*Exercise requirements*
Please reproduce the full set of data below exactly.

*Input data*
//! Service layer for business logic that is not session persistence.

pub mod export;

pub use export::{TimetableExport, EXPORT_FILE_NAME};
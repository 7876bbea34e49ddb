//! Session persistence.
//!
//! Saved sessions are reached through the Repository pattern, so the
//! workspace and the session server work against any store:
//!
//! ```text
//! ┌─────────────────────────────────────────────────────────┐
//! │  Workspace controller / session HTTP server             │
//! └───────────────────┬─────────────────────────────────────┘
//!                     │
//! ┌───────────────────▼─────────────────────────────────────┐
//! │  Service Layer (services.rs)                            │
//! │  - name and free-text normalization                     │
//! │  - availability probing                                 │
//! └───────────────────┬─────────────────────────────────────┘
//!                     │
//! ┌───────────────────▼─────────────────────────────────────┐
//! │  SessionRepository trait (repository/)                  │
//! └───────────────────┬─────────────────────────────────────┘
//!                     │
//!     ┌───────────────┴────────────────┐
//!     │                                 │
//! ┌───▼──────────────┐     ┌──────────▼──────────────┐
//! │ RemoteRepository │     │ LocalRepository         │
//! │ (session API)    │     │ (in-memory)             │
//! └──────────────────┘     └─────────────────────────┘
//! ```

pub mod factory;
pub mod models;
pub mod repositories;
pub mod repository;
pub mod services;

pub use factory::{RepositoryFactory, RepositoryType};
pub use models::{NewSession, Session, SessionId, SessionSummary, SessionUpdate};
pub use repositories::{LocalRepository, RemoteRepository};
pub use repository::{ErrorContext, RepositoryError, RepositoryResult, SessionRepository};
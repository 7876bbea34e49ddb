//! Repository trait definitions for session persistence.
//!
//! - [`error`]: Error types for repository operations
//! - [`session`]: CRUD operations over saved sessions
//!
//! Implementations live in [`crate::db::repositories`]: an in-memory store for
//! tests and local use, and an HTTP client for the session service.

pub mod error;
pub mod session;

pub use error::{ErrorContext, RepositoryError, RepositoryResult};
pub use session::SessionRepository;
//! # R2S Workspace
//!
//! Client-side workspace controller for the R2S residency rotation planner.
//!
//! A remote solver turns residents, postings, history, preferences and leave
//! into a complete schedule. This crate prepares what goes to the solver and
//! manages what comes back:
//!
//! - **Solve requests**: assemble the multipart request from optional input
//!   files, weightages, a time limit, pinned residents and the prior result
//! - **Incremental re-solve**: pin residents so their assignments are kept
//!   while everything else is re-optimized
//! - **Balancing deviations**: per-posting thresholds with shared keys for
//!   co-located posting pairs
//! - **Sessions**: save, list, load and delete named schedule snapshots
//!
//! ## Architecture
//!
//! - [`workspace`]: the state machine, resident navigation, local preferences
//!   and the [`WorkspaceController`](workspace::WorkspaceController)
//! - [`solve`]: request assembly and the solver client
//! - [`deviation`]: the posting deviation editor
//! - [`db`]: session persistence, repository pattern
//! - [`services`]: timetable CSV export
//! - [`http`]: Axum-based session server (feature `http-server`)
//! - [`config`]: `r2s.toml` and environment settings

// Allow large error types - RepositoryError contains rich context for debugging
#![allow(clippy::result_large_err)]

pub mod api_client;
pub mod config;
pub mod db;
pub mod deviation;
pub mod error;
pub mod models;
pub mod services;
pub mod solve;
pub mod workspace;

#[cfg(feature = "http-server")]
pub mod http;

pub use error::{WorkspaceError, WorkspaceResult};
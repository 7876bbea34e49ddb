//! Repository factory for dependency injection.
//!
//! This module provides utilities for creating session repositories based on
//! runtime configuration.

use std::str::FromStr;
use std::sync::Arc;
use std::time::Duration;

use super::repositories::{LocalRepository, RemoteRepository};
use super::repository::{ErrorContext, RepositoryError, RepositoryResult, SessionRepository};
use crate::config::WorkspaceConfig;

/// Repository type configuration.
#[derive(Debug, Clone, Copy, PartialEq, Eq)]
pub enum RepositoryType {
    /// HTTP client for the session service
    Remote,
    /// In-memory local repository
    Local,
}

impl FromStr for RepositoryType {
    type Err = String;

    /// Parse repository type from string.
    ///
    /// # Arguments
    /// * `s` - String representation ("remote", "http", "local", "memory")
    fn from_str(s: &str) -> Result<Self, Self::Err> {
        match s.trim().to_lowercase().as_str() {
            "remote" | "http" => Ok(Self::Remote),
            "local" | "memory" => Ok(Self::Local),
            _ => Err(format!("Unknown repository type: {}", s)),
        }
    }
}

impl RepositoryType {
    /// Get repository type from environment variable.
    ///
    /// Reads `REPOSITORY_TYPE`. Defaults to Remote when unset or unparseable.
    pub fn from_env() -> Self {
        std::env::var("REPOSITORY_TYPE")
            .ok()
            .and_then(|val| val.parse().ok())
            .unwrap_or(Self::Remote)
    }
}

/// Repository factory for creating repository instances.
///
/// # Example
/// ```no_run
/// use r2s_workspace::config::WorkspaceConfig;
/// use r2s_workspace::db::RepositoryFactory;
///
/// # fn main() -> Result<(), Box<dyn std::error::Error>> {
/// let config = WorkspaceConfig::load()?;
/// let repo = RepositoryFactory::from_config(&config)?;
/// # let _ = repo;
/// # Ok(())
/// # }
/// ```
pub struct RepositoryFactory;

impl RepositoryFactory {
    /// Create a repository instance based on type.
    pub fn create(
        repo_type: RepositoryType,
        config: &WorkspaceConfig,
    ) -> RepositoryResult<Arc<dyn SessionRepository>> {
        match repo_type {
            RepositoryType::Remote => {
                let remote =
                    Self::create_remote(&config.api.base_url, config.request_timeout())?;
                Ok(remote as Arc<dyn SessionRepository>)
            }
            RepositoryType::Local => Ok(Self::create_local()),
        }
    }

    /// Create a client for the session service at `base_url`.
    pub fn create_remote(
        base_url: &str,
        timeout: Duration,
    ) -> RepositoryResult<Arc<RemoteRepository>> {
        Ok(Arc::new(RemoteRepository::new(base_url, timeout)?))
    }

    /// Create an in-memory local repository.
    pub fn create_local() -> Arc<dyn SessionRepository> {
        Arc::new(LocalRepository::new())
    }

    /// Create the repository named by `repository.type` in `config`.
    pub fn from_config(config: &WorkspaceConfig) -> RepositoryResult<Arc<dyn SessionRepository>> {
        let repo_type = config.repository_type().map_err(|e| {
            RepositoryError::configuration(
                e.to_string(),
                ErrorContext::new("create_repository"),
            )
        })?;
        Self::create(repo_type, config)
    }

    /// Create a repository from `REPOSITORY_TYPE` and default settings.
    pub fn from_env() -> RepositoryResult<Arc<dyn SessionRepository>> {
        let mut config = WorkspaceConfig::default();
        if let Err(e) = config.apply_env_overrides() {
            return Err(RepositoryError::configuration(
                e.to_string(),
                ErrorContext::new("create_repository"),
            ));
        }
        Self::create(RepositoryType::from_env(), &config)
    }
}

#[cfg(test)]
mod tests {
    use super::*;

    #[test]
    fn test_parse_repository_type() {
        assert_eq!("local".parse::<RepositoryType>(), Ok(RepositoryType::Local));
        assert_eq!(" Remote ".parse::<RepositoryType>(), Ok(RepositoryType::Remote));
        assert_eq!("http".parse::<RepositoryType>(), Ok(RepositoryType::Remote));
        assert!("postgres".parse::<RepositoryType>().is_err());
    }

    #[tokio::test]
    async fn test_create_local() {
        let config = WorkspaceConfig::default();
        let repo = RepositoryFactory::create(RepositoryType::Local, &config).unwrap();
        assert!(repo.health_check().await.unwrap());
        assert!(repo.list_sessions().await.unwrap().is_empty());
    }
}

*Response box*
//! Service layer for business logic that is not session persistence.

pub mod export;

pub use export::{TimetableExport, EXPORT_FILE_NAME};
repository 7876bbea34e49ddb
//! Session persistence.
//!
//! Saved sessions are reached through the Repository pattern, so the
//! workspace and the session server work against any store:
//!
//! ```text
//! ┌─────────────────────────────────────────────────────────┐
//! │  Workspace controller / session HTTP server             │
//! └───────────────────┬─────────────────────────────────────┘
//!                     │
//! ┌───────────────────▼─────────────────────────────────────┐
//! │  Service Layer (services.rs)                            │
//! │  - name and free-text normalization                     │
//! │  - availability probing                                 │
//! └───────────────────┬─────────────────────────────────────┘
//!                     │
//! ┌───────────────────▼─────────────────────────────────────┐
//! │  SessionRepository trait (repository/)                  │
//! └───────────────────┬─────────────────────────────────────┘
//!                     │
//!     ┌───────────────┴────────────────┐
//!     │                                 │
//! ┌───▼──────────────┐     ┌──────────▼──────────────┐
//! │ RemoteRepository │     │ LocalRepository         │
//! │ (session API)    │     │ (in-memory)             │
//! └──────────────────┘     └─────────────────────────┘
//! ```

pub mod factory;
pub mod models;
pub mod repositories;
pub mod repository;
pub mod services;

pub use factory::{RepositoryFactory, RepositoryType};
pub use models::{NewSession, Session, SessionId, SessionSummary, SessionUpdate};
pub use repositories::{LocalRepository, RemoteRepository};
pub use repository::{ErrorContext, RepositoryError, RepositoryResult, SessionRepository};
repository 7876bbea34e49ddb
//! Repository trait definitions for session persistence.
//!
//! - [`error`]: Error types for repository operations
//! - [`session`]: CRUD operations over saved sessions
//!
//! Implementations live in [`crate::db::repositories`]: an in-memory store for
//! tests and local use, and an HTTP client for the session service.

pub mod error;
pub mod session;

pub use error::{ErrorContext, RepositoryError, RepositoryResult};
pub use session::SessionRepository;
//! # R2S Workspace
//!
//! Client-side workspace controller for the R2S residency rotation planner.
//!
//! A remote solver turns residents, postings, history, preferences and leave
//! into a complete schedule. This crate prepares what goes to the solver and
//! manages what comes back:
//!
//! - **Solve requests**: assemble the multipart request from optional input
//!   files, weightages, a time limit, pinned residents and the prior result
//! - **Incremental re-solve**: pin residents so their assignments are kept
//!   while everything else is re-optimized
//! - **Balancing deviations**: per-posting thresholds with shared keys for
//!   co-located posting pairs
//! - **Sessions**: save, list, load and delete named schedule snapshots
//!
//! ## Architecture
//!
//! - [`workspace`]: the state machine, resident navigation, local preferences
//!   and the [`WorkspaceController`](workspace::WorkspaceController)
//! - [`solve`]: request assembly and the solver client
//! - [`deviation`]: the posting deviation editor
//! - [`db`]: session persistence, repository pattern
//! - [`services`]: timetable CSV export
//! - [`http`]: Axum-based session server (feature `http-server`)
//! - [`config`]: `r2s.toml` and environment settings

// Allow large error types - RepositoryError contains rich context for debugging
#![allow(clippy::result_large_err)]

pub mod api_client;
pub mod config;
pub mod db;
pub mod deviation;
pub mod error;
pub mod models;
pub mod services;
pub mod solve;
pub mod workspace;

#[cfg(feature = "http-server")]
pub mod http;

pub use error::{WorkspaceError, WorkspaceResult};
repository 7876bbea34e49ddb
//! Repository factory for dependency injection.
//!
//! This module provides utilities for creating session repositories based on
//! runtime configuration.

use std::str::FromStr;
use std::sync::Arc;
use std::time::Duration;

use super::repositories::{LocalRepository, RemoteRepository};
use super::repository::{ErrorContext, RepositoryError, RepositoryResult, SessionRepository};
use crate::config::WorkspaceConfig;

/// Repository type configuration.
#[derive(Debug, Clone, Copy, PartialEq, Eq)]
pub enum RepositoryType {
    /// HTTP client for the session service
    Remote,
    /// In-memory local repository
    Local,
}

impl FromStr for RepositoryType {
    type Err = String;

    /// Parse repository type from string.
    ///
    /// # Arguments
    /// * `s` - String representation ("remote", "http", "local", "memory")
    fn from_str(s: &str) -> Result<Self, Self::Err> {
        match s.trim().to_lowercase().as_str() {
            "remote" | "http" => Ok(Self::Remote),
            "local" | "memory" => Ok(Self::Local),
            _ => Err(format!("Unknown repository type: {}", s)),
        }
    }
}

impl RepositoryType {
    /// Get repository type from environment variable.
    ///
    /// Reads `REPOSITORY_TYPE`. Defaults to Remote when unset or unparseable.
    pub fn from_env() -> Self {
        std::env::var("REPOSITORY_TYPE")
            .ok()
            .and_then(|val| val.parse().ok())
            .unwrap_or(Self::Remote)
    }
}

/// Repository factory for creating repository instances.
///
/// # Example
/// ```no_run
/// use r2s_workspace::config::WorkspaceConfig;
/// use r2s_workspace::db::RepositoryFactory;
///
/// # fn main() -> Result<(), Box<dyn std::error::Error>> {
/// let config = WorkspaceConfig::load()?;
/// let repo = RepositoryFactory::from_config(&config)?;
/// # let _ = repo;
/// # Ok(())
/// # }
/// ```
pub struct RepositoryFactory;

impl RepositoryFactory {
    /// Create a repository instance based on type.
    pub fn create(
        repo_type: RepositoryType,
        config: &WorkspaceConfig,
    ) -> RepositoryResult<Arc<dyn SessionRepository>> {
        match repo_type {
            RepositoryType::Remote => {
                let remote =
                    Self::create_remote(&config.api.base_url, config.request_timeout())?;
                Ok(remote as Arc<dyn SessionRepository>)
            }
            RepositoryType::Local => Ok(Self::create_local()),
        }
    }

    /// Create a client for the session service at `base_url`.
    pub fn create_remote(
        base_url: &str,
        timeout: Duration,
    ) -> RepositoryResult<Arc<RemoteRepository>> {
        Ok(Arc::new(RemoteRepository::new(base_url, timeout)?))
    }

    /// Create an in-memory local repository.
    pub fn create_local() -> Arc<dyn SessionRepository> {
        Arc::new(LocalRepository::new())
    }

    /// Create the repository named by `repository.type` in `config`.
    pub fn from_config(config: &WorkspaceConfig) -> RepositoryResult<Arc<dyn SessionRepository>> {
        let repo_type = config.repository_type().map_err(|e| {
            RepositoryError::configuration(
                e.to_string(),
                ErrorContext::new("create_repository"),
            )
        })?;
        Self::create(repo_type, config)
    }

    /// Create a repository from `REPOSITORY_TYPE` and default settings.
    pub fn from_env() -> RepositoryResult<Arc<dyn SessionRepository>> {
        let mut config = WorkspaceConfig::default();
        if let Err(e) = config.apply_env_overrides() {
            return Err(RepositoryError::configuration(
                e.to_string(),
                ErrorContext::new("create_repository"),
            ));
        }
        Self::create(RepositoryType::from_env(), &config)
    }
}

#[cfg(test)]
mod tests {
    use super::*;

    #[test]
    fn test_parse_repository_type() {
        assert_eq!("local".parse::<RepositoryType>(), Ok(RepositoryType::Local));
        assert_eq!(" Remote ".parse::<RepositoryType>(), Ok(RepositoryType::Remote));
        assert_eq!("http".parse::<RepositoryType>(), Ok(RepositoryType::Remote));
        assert!("postgres".parse::<RepositoryType>().is_err());
    }

    #[tokio::test]
    async fn test_create_local() {
        let config = WorkspaceConfig::default();
        let repo = RepositoryFactory::create(RepositoryType::Local, &config).unwrap();
        assert!(repo.health_check().await.unwrap());
        assert!(repo.list_sessions().await.unwrap().is_empty());
    }
}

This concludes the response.